Resultado da análise toxicológica
Exames de sangue revelaram níveis críticos de álcool e de substâncias controladas. A combinação de álcool, GHB, cannabis, alprazolam e outros ansiolíticos foi considerada a causa direta da parada cardíaca.
| Substância | Concentração encontrada | Limite legal/seguro |
|---|---|---|
| Álcool (g/dL) | 0,222 | 0,080 (limite de condução no Reino Unido) |
| GHB | nível potencialmente letal | não aplicável (uso recreativo proibido) |
| Cannabis (THC) | presente | não aplicável (uso medicinal restrito) |
| Alprazolam (Xanax) | concentração terapêutica elevada | dosagem prescrita |
Histórico de tratamento de dependência
Em agosto de 2025, Abdullah foi internado na clínica Priory, em Roehampton, para desintoxicação de álcool, benzodiazepínicos e pregabalina. Posteriormente, recebeu alta e prosseguiu o acompanhamento na Rainford Hall, em Merseyside, com alta concedida em outubro de 2025.
Procedimento legal no Reino Unido
O inquérito coronário, conduzido pela Polícia Metropolitam de Londres, descartou suicídio e homicídio. A causa foi registrada como "morte acidental por ingestão de múltiplas substâncias", conforme relatório de 25 de julho de 2026.
Repercussões diplomáticas entre Arábia Saudita e Reino Unido
Os governos saudita e britânico emitiram declarações conjuntas de pesar, sem atribuir responsabilidade a autoridades locais. O Ministério das Relações Exteriores da Arábia Saudita solicitou revisão dos protocolos de apoio a cidadãos estrangeiros em tratamento de saúde mental.
Impacto na imagem pública da família real saudita
O caso reacendeu debates sobre consumo de álcool e drogas entre membros da realeza saudita. Organizações de direitos humanos citaram o episódio ao exigir maior transparência nos processos de reabilitação de elites.
Consequências para o setor hoteleiro e de seguros
Companhias de seguros de responsabilidade civil revisaram cláusulas referentes a eventos de saúde mental e uso de substâncias em hóspedes de alto perfil. O Marriott Hotel informou revisão de protocolos de monitoramento de quartos ocupados por clientes em tratamento de dependência.

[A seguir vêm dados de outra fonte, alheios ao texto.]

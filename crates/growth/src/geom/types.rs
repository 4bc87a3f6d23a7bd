//! Kernel tolerances, corner styles and the failure type.

use std::fmt;

/// Endpoint-matching tolerance used when joining branch segments to the trunk.
pub const JOIN_TOLERANCE: f64 = 0.01;
/// Tolerance passed to every offset call by the growth loops.
pub const OFFSET_TOLERANCE: f64 = 0.01;

/// How offset segments meet at a vertex.
#[derive(Clone, Copy, Debug, Default, PartialEq, Eq)]
pub enum CornerStyle {
    /// Extend neighbouring offset segments until they intersect (miter).
    #[default]
    Sharp,
    /// Cut outer corners with a straight segment; inner corners still meet.
    Chamfer,
}

/// Kernel operation failure. Each variant means "degenerate geometry".
#[derive(Clone, Debug, PartialEq)]
pub enum GeomError {
    TrimFailed { reason: String },
    JoinFailed { reason: String },
    OffsetFailed { reason: String },
    NotAPolyline { points: usize },
}

impl GeomError {
    pub(crate) fn trim(reason: impl Into<String>) -> Self {
        Self::TrimFailed {
            reason: reason.into(),
        }
    }

    pub(crate) fn join(reason: impl Into<String>) -> Self {
        Self::JoinFailed {
            reason: reason.into(),
        }
    }

    pub(crate) fn offset(reason: impl Into<String>) -> Self {
        Self::OffsetFailed {
            reason: reason.into(),
        }
    }
}

impl fmt::Display for GeomError {
    fn fmt(&self, f: &mut fmt::Formatter<'_>) -> fmt::Result {
        match self {
            Self::TrimFailed { reason } => write!(f, "trim failed: {reason}"),
            Self::JoinFailed { reason } => write!(f, "join failed: {reason}"),
            Self::OffsetFailed { reason } => write!(f, "offset failed: {reason}"),
            Self::NotAPolyline { points } => {
                write!(f, "curve with {points} point(s) is not a polyline")
            }
        }
    }
}

impl std::error::Error for GeomError {}
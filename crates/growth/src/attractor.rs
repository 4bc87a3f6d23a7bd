//! Attractor path growth: jittered walks from seed points toward a center.
//!
//! Model
//! - Every seed grows its own path. A step combines the unit pull toward the
//!   center (strength varies deterministically with the seed index) and a
//!   flattened random jitter, then advances by `step` along the normalized sum.
//! - A path stops when it is within `starve` of the center, when the combined
//!   direction vanishes, or after `steps` steps.
//! - Each path draws from its own stream `ReplayToken { seed, index }`, so a
//!   path can be regrown alone and paths never depend on each other.

use nalgebra::{Point3, Vector3};
use rand::Rng;
use serde::{Deserialize, Serialize};

use crate::engine::{check_finite, uniform, GrowthEngine, GrowthError, ReplayToken};
use crate::geom::{unitize, Polyline};

/// Vertical jitter is drawn from a band this wide (horizontal is ±1).
const JITTER_Z_BAND: f64 = 0.35;

#[derive(Clone, Debug, PartialEq, Serialize, Deserialize)]
#[serde(default)]
pub struct AttractorParams {
    pub center: Point3<f64>,
    pub seeds: Vec<Point3<f64>>,
    /// Maximum steps per path.
    pub steps: usize,
    pub step: f64,
    pub attract: f64,
    pub jitter: f64,
    /// Paths stop once within this distance of `center`.
    pub starve: f64,
    pub seed: u64,
}

impl Default for AttractorParams {
    fn default() -> Self {
        Self {
            center: Point3::origin(),
            seeds: vec![
                Point3::new(20.0, 0.0, 0.0),
                Point3::new(-20.0, 0.0, 0.0),
                Point3::new(0.0, 20.0, 0.0),
                Point3::new(0.0, -20.0, 0.0),
            ],
            steps: 120,
            step: 1.0,
            attract: 1.0,
            jitter: 0.35,
            starve: 6.0,
            seed: 1,
        }
    }
}

impl AttractorParams {
    pub fn validate(&self) -> Result<(), GrowthError> {
        for (name, v) in [
            ("step", self.step),
            ("attract", self.attract),
            ("jitter", self.jitter),
            ("starve", self.starve),
        ] {
            check_finite(name, v)?;
        }
        if self
            .seeds
            .iter()
            .chain(std::iter::once(&self.center))
            .any(|p| !p.coords.iter().all(|c| c.is_finite()))
        {
            return Err(GrowthError::invalid("center and seeds must be finite"));
        }
        Ok(())
    }

    /// Attraction strength for the path grown from seed `index`
    /// (cycles through 0.75×, 0.875×, …, 1.25× of `attract`).
    #[inline]
    pub fn attraction_for(&self, index: usize) -> f64 {
        self.attract * (0.75 + 0.5 * (index % 5) as f64 / 4.0)
    }
}

/// Random direction scaled to `scale`; zero when the raw draw is exactly zero.
pub fn jitter_vector<R: Rng + ?Sized>(scale: f64, rng: &mut R) -> Vector3<f64> {
    let raw = Vector3::new(
        uniform(rng, -1.0, 1.0),
        uniform(rng, -1.0, 1.0),
        uniform(rng, -JITTER_Z_BAND, JITTER_Z_BAND),
    );
    scaled_direction(raw, scale)
}

fn scaled_direction(raw: Vector3<f64>, scale: f64) -> Vector3<f64> {
    if raw == Vector3::zeros() {
        return Vector3::zeros();
    }
    raw * (scale / raw.norm())
}

/// Per-seed point lists in seed order.
#[derive(Clone, Debug, PartialEq)]
pub struct Paths {
    pub points: Vec<Vec<Point3<f64>>>,
}

impl Paths {
    /// One curve per path; a path that never moved is a single-point curve.
    pub fn curves(&self) -> Vec<Polyline> {
        self.points.iter().cloned().map(Polyline::new).collect()
    }
}

/// Attractor growth run over all seeds.
pub struct AttractorGrowth {
    params: AttractorParams,
}

impl AttractorGrowth {
    pub fn new(params: AttractorParams) -> Result<Self, GrowthError> {
        params.validate()?;
        Ok(Self { params })
    }

    /// Grow the path for seed `index` alone. `None` if there is no such seed.
    pub fn regrow_path(&self, index: usize) -> Option<Vec<Point3<f64>>> {
        let start = *self.params.seeds.get(index)?;
        Some(grow_path(&self.params, start, index))
    }
}

fn grow_path(params: &AttractorParams, start: Point3<f64>, index: usize) -> Vec<Point3<f64>> {
    let mut rng = ReplayToken {
        seed: params.seed,
        index: index as u64,
    }
    .to_std_rng();
    let strength = params.attraction_for(index);
    let mut pts = vec![start];
    let mut last = start;
    for _ in 0..params.steps {
        let to_center = params.center - last;
        if to_center.norm() <= params.starve {
            break;
        }
        let pull = unitize(to_center).unwrap_or(to_center);
        let direction = pull * strength + jitter_vector(params.jitter, &mut rng);
        let Some(direction) = unitize(direction) else {
            break;
        };
        last += direction * params.step;
        pts.push(last);
    }
    tracing::trace!(index, len = pts.len(), "attractor path");
    pts
}

impl GrowthEngine for AttractorGrowth {
    type Params = AttractorParams;
    type Output = Paths;

    fn params(&self) -> &Self::Params {
        &self.params
    }

    fn grow(self) -> Paths {
        let points = self
            .params
            .seeds
            .iter()
            .enumerate()
            .map(|(index, &start)| grow_path(&self.params, start, index))
            .collect();
        Paths { points }
    }
}
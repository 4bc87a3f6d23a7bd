use anyhow::{Context, Result};
use growth::prelude::{BranchParams, Point3};
use serde::de::DeserializeOwned;
use serde::{Deserialize, Serialize};
use std::fs;
use std::path::Path;

/// Branch run config: the start polyline plus flattened `BranchParams`.
#[derive(Clone, Debug, Serialize, Deserialize)]
#[serde(default)]
pub struct BranchesConfig {
    pub start: Vec<Point3<f64>>,
    #[serde(flatten)]
    pub params: BranchParams,
}

impl Default for BranchesConfig {
    fn default() -> Self {
        Self {
            start: vec![
                Point3::new(0.0, 0.0, 0.0),
                Point3::new(15.0, 5.0, 0.0),
                Point3::new(30.0, 0.0, 0.0),
            ],
            params: BranchParams::default(),
        }
    }
}

/// Read a JSON config, or the defaults when no path is given.
pub fn load<T: DeserializeOwned + Default>(path: Option<&Path>) -> Result<T> {
    let Some(path) = path else {
        return Ok(T::default());
    };
    let raw = fs::read(path).with_context(|| format!("reading config {}", path.display()))?;
    serde_json::from_slice(&raw).with_context(|| format!("parsing config {}", path.display()))
}

#[cfg(test)]
mod tests {
    use super::*;
    use growth::prelude::TerraceParams;
    use tempfile::tempdir;

    #[test]
    fn missing_path_gives_defaults() {
        let cfg: BranchesConfig = load(None).unwrap();
        assert_eq!(cfg.start.len(), 3);
        assert_eq!(cfg.params, BranchParams::default());
    }

    #[test]
    fn partial_file_keeps_other_defaults() {
        let dir = tempdir().unwrap();
        let path = dir.path().join("branches.json");
        fs::write(
            &path,
            r#"{ "start": [[0, 0, 0], [10, 0, 0]], "iterations": 4, "seed": 7 }"#,
        )
        .unwrap();
        let cfg: BranchesConfig = load(Some(&path)).unwrap();
        assert_eq!(cfg.start.len(), 2);
        assert_eq!(cfg.params.iterations, 4);
        assert_eq!(cfg.params.seed, 7);
        assert_eq!(cfg.params.z_dist, BranchParams::default().z_dist);
    }

    #[test]
    fn unreadable_or_malformed_config_is_an_error() {
        let dir = tempdir().unwrap();
        let missing = dir.path().join("nope.json");
        assert!(load::<TerraceParams>(Some(&missing)).is_err());
        let bad = dir.path().join("bad.json");
        fs::write(&bad, "{ not json").unwrap();
        let err = load::<TerraceParams>(Some(&bad)).unwrap_err();
        assert!(format!("{err:#}").contains("parsing config"));
    }
}
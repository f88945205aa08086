use std::path::PathBuf;

use anyhow::{bail, Context, Result};
use color_lines_core::CellCoord;

/// One line of player input.
#[derive(Clone, Debug, PartialEq, Eq)]
pub(crate) enum ShellCommand {
    /// Click the cell at the given row and column.
    Click(CellCoord),
    /// Let the moving ball finish its path.
    Wait,
    /// Start a new game.
    Restart,
    /// Scatter the balls on the board.
    Randomize,
    /// Write the game to a file.
    Save(PathBuf),
    /// Replace the game with the one stored in a file.
    Load(PathBuf),
    /// Print the board.
    Show,
    /// Leave the shell.
    Quit,
}

/// Parses a single input line. Blank lines and `#` comments yield `None`.
pub(crate) fn parse(line: &str) -> Result<Option<ShellCommand>> {
    let line = line.trim();
    if line.is_empty() || line.starts_with('#') {
        return Ok(None);
    }

    let mut words = line.split_whitespace();
    let Some(verb) = words.next() else {
        return Ok(None);
    };
    let command = match verb.to_ascii_lowercase().as_str() {
        "click" | "c" => {
            let row = coordinate(words.next(), "row")?;
            let column = coordinate(words.next(), "column")?;
            ShellCommand::Click(CellCoord::new(row, column))
        }
        "wait" | "w" => ShellCommand::Wait,
        "restart" => ShellCommand::Restart,
        "randomize" => ShellCommand::Randomize,
        "save" => ShellCommand::Save(path(words.next())?),
        "load" => ShellCommand::Load(path(words.next())?),
        "show" | "s" => ShellCommand::Show,
        "quit" | "q" | "exit" => ShellCommand::Quit,
        other => bail!("unknown command `{other}`"),
    };

    if let Some(extra) = words.next() {
        bail!("unexpected argument `{extra}`");
    }
    Ok(Some(command))
}

fn coordinate(word: Option<&str>, name: &str) -> Result<u32> {
    let word = word.with_context(|| format!("missing {name}"))?;
    word.parse()
        .with_context(|| format!("{name} `{word}` is not a number"))
}

fn path(word: Option<&str>) -> Result<PathBuf> {
    word.map(PathBuf::from).context("missing file name")
}

#[cfg(test)]
mod tests {
    use super::*;

    #[test]
    fn parses_clicks_and_aliases() {
        assert_eq!(
            parse("click 2 5").expect("valid"),
            Some(ShellCommand::Click(CellCoord::new(2, 5)))
        );
        assert_eq!(
            parse("  C 0 9 ").expect("valid"),
            Some(ShellCommand::Click(CellCoord::new(0, 9)))
        );
        assert_eq!(parse("q").expect("valid"), Some(ShellCommand::Quit));
        assert_eq!(
            parse("save games/one").expect("valid"),
            Some(ShellCommand::Save(PathBuf::from("games/one")))
        );
    }

    #[test]
    fn blank_lines_and_comments_are_skipped() {
        assert_eq!(parse("").expect("valid"), None);
        assert_eq!(parse("   # a note").expect("valid"), None);
    }

    #[test]
    fn malformed_lines_are_rejected() {
        assert!(parse("click 2").is_err());
        assert!(parse("click a 3").is_err());
        assert!(parse("click -1 3").is_err());
        assert!(parse("wait now").is_err());
        assert!(parse("load").is_err());
        assert!(parse("jump").is_err());
    }
}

Opinião de especialistas em toxicologia e direito
Prof. Dr. Elena Martínez, toxicologista da Universidade de Londres, destacou que a combinação de álcool com GHB eleva exponencialmente o risco de arritmia fatal. O advogado britânico Sir Jonathan Blake apontou que a classificação como "acidente" impede processos civis contra o hotel, mas não exclui ações contra fornecedores de substâncias controladas.
Cronologia resumida dos fatos
- 19/11/2025 – Chegada ao Marriott Hotel, Londres.
- 25/11/2025 – Corpo encontrado no banheiro; parada cardíaca.
- 26/11/2025 – Início da investigação coronária.
- 08/02/2026 – Publicação preliminar de resultados toxicológicos.
- 25/07/2026 – Conclusão do inquérito; causa atribuída a ingestão múltipla de substâncias.
Resumo dos principais pontos
O príncipe saudita Abdullah bin Fahad morreu em Londres por parada cardíaca decorrente de consumo excessivo de álcool e drogas, após tratamento de reabilitação que não foi seguido até o fim. O caso foi oficialmente considerado acidental, gerando discussões sobre saúde mental de elites, protocolos hoteleiros e relações diplomáticas.
A Visão do Especialista
Para analistas de segurança pública e saúde, o episódio evidencia a necessidade de monitoramento contínuo pós‑alta em tratamentos de dependência, sobretudo entre indivíduos de alto risco. Recomenda‑se que instituições de saúde e hotéis adotem sistemas de alerta precoce, enquanto autoridades britânicas reforcem a cooperação internacional na troca de informações sobre uso de substâncias controladas.